====== Supplied entries ======

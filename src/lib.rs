#![doc(test(attr(deny(warnings))))]

//! Moneta offers the aggregation, reporting, and entity-lifecycle services
//! of a personal budget-management backend. Persistence and authentication
//! are external collaborators: storage is reached through the
//! [`moneta_core::storage::Store`] trait and every operation takes the
//! verified user id as a plain argument.

pub mod api;
pub mod utils;

pub use moneta_config::{Config, ConfigError, ConfigManager};
pub use moneta_core::*;
pub use moneta_domain::*;
pub use moneta_storage_mem::MemoryStore;

use std::sync::Once;

static INIT_TRACING: Once = Once::new();

/// Initializes global tracing and emits a startup info log.
pub fn init() {
    INIT_TRACING.call_once(|| {
        utils::init_tracing();
        tracing::info!("Moneta tracing initialized.");
    });
}

#[cfg(test)]
mod tests {
    #[test]
    fn init_does_not_panic() {
        super::init();
    }
}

======

Each entry above has to be duplicated exactly as it stands.

filename src/lib.rs
#![doc(test(attr(deny(warnings))))]

//! Moneta offers the aggregation, reporting, and entity-lifecycle services
//! of a personal budget-management backend. Persistence and authentication
//! are external collaborators: storage is reached through the
//! [`moneta_core::storage::Store`] trait and every operation takes the
//! verified user id as a plain argument.

pub mod api;
pub mod utils;

pub use moneta_config::{Config, ConfigError, ConfigManager};
pub use moneta_core::*;
pub use moneta_domain::*;
pub use moneta_storage_mem::MemoryStore;

use std::sync::Once;

static INIT_TRACING: Once = Once::new();

/// Initializes global tracing and emits a startup info log.
pub fn init() {
    INIT_TRACING.call_once(|| {
        utils::init_tracing();
        tracing::info!("Moneta tracing initialized.");
    });
}

#[cfg(test)]
mod tests {
    #[test]
    fn init_does_not_panic() {
        super::init();
    }
}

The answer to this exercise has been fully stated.